-- Input data follows --

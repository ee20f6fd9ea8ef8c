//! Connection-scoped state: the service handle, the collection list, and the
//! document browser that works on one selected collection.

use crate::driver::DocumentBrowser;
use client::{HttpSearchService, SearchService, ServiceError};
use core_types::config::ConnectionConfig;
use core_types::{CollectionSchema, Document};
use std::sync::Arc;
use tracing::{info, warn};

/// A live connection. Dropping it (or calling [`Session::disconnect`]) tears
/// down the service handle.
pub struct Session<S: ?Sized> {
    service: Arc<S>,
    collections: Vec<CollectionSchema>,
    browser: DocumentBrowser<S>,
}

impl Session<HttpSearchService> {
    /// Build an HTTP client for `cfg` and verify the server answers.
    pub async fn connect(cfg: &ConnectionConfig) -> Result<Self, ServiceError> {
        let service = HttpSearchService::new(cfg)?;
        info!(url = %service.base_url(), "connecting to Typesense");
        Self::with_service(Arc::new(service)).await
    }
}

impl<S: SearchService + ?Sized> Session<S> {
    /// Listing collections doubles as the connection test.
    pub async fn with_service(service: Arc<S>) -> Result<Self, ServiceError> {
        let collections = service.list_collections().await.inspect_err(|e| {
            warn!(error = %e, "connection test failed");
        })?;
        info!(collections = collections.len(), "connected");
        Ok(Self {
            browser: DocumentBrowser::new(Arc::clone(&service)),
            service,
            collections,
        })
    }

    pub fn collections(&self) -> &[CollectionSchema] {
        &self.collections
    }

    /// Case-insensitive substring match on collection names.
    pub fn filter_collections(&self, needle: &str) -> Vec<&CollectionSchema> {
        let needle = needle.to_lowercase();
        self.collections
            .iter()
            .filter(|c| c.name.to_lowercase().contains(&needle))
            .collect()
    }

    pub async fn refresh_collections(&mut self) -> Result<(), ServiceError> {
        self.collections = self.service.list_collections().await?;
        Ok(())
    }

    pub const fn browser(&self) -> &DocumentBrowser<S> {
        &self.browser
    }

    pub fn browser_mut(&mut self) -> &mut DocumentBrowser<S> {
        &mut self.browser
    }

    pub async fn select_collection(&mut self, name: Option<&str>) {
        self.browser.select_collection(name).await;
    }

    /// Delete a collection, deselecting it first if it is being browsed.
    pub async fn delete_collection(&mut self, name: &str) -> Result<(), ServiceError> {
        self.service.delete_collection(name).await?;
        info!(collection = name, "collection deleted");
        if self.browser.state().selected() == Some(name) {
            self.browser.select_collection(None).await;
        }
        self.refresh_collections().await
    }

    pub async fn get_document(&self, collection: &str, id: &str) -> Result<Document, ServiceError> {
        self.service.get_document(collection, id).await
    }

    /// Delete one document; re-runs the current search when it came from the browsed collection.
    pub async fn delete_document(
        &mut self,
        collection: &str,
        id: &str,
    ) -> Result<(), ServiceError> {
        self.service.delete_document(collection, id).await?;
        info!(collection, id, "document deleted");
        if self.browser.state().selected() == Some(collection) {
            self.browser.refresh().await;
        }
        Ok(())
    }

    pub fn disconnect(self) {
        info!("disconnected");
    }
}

-- Input data concluded --
-- Input data follows --

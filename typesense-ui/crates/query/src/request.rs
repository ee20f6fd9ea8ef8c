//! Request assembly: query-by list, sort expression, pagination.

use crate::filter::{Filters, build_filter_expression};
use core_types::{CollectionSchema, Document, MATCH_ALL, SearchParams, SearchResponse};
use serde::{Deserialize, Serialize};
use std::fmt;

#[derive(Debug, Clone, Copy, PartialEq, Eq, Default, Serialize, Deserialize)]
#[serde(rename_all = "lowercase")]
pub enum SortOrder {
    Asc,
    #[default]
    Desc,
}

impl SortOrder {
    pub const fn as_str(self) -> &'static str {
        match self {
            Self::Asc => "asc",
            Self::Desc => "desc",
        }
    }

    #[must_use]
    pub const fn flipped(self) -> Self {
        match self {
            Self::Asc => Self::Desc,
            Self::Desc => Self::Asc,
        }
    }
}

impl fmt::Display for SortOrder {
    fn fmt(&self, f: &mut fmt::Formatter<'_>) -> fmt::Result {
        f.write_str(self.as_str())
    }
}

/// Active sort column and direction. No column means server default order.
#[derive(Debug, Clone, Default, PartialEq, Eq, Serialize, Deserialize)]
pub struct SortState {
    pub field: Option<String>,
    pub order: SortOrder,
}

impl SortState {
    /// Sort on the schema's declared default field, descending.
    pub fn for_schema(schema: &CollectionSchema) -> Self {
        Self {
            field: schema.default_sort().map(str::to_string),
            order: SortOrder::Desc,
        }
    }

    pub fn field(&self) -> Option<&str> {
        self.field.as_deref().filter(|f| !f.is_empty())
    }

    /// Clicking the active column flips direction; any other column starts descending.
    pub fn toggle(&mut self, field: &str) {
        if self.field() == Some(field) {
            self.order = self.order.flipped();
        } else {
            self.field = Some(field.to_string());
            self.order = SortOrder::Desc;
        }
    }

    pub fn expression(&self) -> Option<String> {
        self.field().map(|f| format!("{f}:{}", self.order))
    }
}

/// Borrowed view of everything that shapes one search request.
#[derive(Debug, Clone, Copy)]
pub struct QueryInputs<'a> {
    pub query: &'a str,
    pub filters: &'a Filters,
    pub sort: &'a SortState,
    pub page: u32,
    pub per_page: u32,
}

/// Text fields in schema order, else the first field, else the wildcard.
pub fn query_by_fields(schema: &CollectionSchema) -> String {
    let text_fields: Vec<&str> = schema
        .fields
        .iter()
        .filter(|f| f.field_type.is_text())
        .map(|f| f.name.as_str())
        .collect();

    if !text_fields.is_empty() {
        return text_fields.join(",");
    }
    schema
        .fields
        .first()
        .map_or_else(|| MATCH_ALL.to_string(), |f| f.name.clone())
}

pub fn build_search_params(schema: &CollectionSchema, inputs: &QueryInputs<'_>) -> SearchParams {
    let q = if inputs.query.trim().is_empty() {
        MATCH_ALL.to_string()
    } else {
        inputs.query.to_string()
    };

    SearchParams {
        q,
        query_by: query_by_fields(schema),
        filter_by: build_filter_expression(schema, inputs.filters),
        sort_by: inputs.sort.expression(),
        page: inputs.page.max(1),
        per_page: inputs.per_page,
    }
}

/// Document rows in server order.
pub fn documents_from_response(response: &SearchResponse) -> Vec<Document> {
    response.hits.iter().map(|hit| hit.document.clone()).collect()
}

-- Input data concluded --

-- Goal of the exercise --
Report all lines above with "info".

-- Result of this exercise --
use tracing::{info, warn};
        info!(url = %service.base_url(), "connecting to Typesense");
        info!(collections = collections.len(), "connected");
        info!(collection = name, "collection deleted");
        info!(collection, id, "document deleted");
        info!("disconnected");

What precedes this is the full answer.